When Traveland in Irvine, Calif., closed earlier this year, it looked like the end of an era.

The family-oriented, Old West-style recreational vehicle mall – one of the first of its kind in the country – was disbanded after a nearly 40-year run when the Irvine Co. decided not to renew Traveland’s lease, the Orange County Register reported.

With $4-a-gallon gasoline and a struggling economy, it would seem like a bad time to be in the RV business, much less thinking about expanding it.

But that’s what Brent McMahon, CEO of McMahon’s RV and one of the former Traveland dealers, has decided to do – but with a 21st century twist.

McMahon has set up his new RV shop on the old Sunset Ford property in Westminster and has a three-year plan to develop the four-parcel, 20-acre site into a new version of Traveland.

As McMahon envisions it, he will bring together not just RVs, parts and maintenance services, but all kinds of outdoor vehicles – motorcycles, bicycles, all-terrain vehicles, personal watercraft – all in one place.
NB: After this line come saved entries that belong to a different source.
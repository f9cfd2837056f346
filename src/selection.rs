use std::path::PathBuf;

use rfd::FileDialog;
use walkdir::WalkDir;

use crate::errors::{BatchCaptionError, Result};
use crate::loader::FormatLoader;
use crate::orchestrator::{Selection, SelectionBatch};
use crate::traits::SelectionProvider;

#[derive(Debug, Clone, PartialEq, Eq)]
pub struct FileFilter {
    pub name: String,
    pub extensions: Vec<String>,
}

/// Picker filters derived from the loader registry: all supported formats
/// first, then one entry per format kind, then everything.
pub fn file_filters(loader: &FormatLoader) -> Vec<FileFilter> {
    let mut filters = Vec::new();
    let mut all = Vec::new();
    let mut per_kind = Vec::new();

    for kind in loader.kinds() {
        let extensions = loader.extensions_for(kind);
        all.extend(extensions.iter().cloned());
        per_kind.push(FileFilter {
            name: kind.label().to_string(),
            extensions,
        });
    }

    filters.push(FileFilter {
        name: "All supported formats".to_string(),
        extensions: all,
    });
    filters.extend(per_kind);
    filters.push(FileFilter {
        name: "All files".to_string(),
        extensions: vec!["*".to_string()],
    });
    filters
}

/// Native multi-file picker. Closing the dialog cancels the session.
pub struct FileDialogSelection {
    filters: Vec<FileFilter>,
}

impl FileDialogSelection {
    pub fn new(loader: &FormatLoader) -> Self {
        Self {
            filters: file_filters(loader),
        }
    }
}

impl SelectionProvider for FileDialogSelection {
    fn request_batch(&mut self) -> Result<Selection> {
        let mut dialog = FileDialog::new().set_title("Select images");
        for filter in &self.filters {
            dialog = dialog.add_filter(filter.name.as_str(), filter.extensions.as_slice());
        }

        Ok(match dialog.pick_files() {
            Some(paths) if !paths.is_empty() => Selection::Batch(SelectionBatch::new(paths)),
            _ => Selection::Cancelled,
        })
    }
}

/// Headless selection: a single batch built from the given paths.
///
/// Files are kept in the order given. Directories are walked recursively and
/// contribute their supported files in sorted order.
pub struct PathListSelection {
    pending: Option<Vec<PathBuf>>,
    loader: FormatLoader,
}

impl PathListSelection {
    pub fn new(paths: Vec<PathBuf>, loader: FormatLoader) -> Self {
        Self {
            pending: Some(paths),
            loader,
        }
    }

    fn expand(&self, paths: Vec<PathBuf>) -> Result<Vec<PathBuf>> {
        let mut expanded = Vec::new();

        for path in paths {
            if !path.is_dir() {
                expanded.push(path);
                continue;
            }

            let mut found = Vec::new();
            for entry in WalkDir::new(&path) {
                let entry = entry.map_err(|e| BatchCaptionError::Selection {
                    source: Box::new(e),
                })?;
                if entry.file_type().is_file() && self.loader.supports(entry.path()) {
                    found.push(entry.into_path());
                }
            }
            found.sort();
            expanded.extend(found);
        }

        Ok(expanded)
    }
}

impl SelectionProvider for PathListSelection {
    fn request_batch(&mut self) -> Result<Selection> {
        match self.pending.take() {
            Some(paths) => Ok(Selection::Batch(SelectionBatch::new(self.expand(paths)?))),
            None => Ok(Selection::Cancelled),
        }
    }
}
“I plan to develop a recreational center that will be very diversified,” McMahon said during a recent walk-through of the new site.

He thinks it’s a concept that makes commercial sense, while providing a measure of defense during the inevitable economic downturns.

“When you drive by and gas is $5 a gallon, who would consider driving one of these?” he asks gesturing toward a lot full of RVs.

But he figures they might consider a motorcycle or a bicycle and then maybe come back when times get better to look at an RV or trailer. And that, McMahon believes, will help even out the ups and downs of the business.

McMahon’s plan comes at an interesting juncture for the RV industry.

A few years ago, after being whiplashed by a failing economy and skyrocketing gas prices, the death knell was sounded for the business.

RV deliveries fell 9.5% in 2007, 32.9% in 2008 and 30.1% in 2009, according to the Recreation Vehicle Industry Association (RVIA).

Nearly two dozen RV manufacturers closed nationwide and the number of dealers reportedly was cut in half. Stories ran with headlines like, “The RV’s last roundup.”

“It’s been a war,” McMahon said.

But things began to turn around in 2010 when vehicle deliveries nationwide jumped 46% and in 2011, which saw a 4% increase.

Richard Curtin, a University of Michigan professor who does forecasting for the RV industry, recently revised his 2012 forecast to a 5.1% increase in deliveries from his original projection of a 2.6% decline this year.

While conceding the industry has seen a very slow recovery – deliveries this year are expected to be only two-thirds of the peak year in 2006 – Curtin thinks demographics and even the economy will provide a boost.

He noted that most RV owners are at the prime age of 35 to 54 and they see RVs as an economical way for a family to travel, even with $4-a-gallon gas. RVs also work well for the shorter getaways that many travelers now favor, Curtin said.

Baby Boomers also are beginning to retire and are turning to RVs for travel.

Larry Kosmont, a Los Angeles expert in redevelopment, was a little more skeptical.

“ATVs, motorcycles and RVs can be pricey,” he said. “They rely on a more robust economy because they are voluntary purchases.”

Kosmont said a mall like McMahon’s will only be successful if it can generate volume.

McMahon is undaunted. He is convinced that when he builds it, they will come.

“I’m going to develop a center that can attract more people who can enjoy the great outdoors,” he said.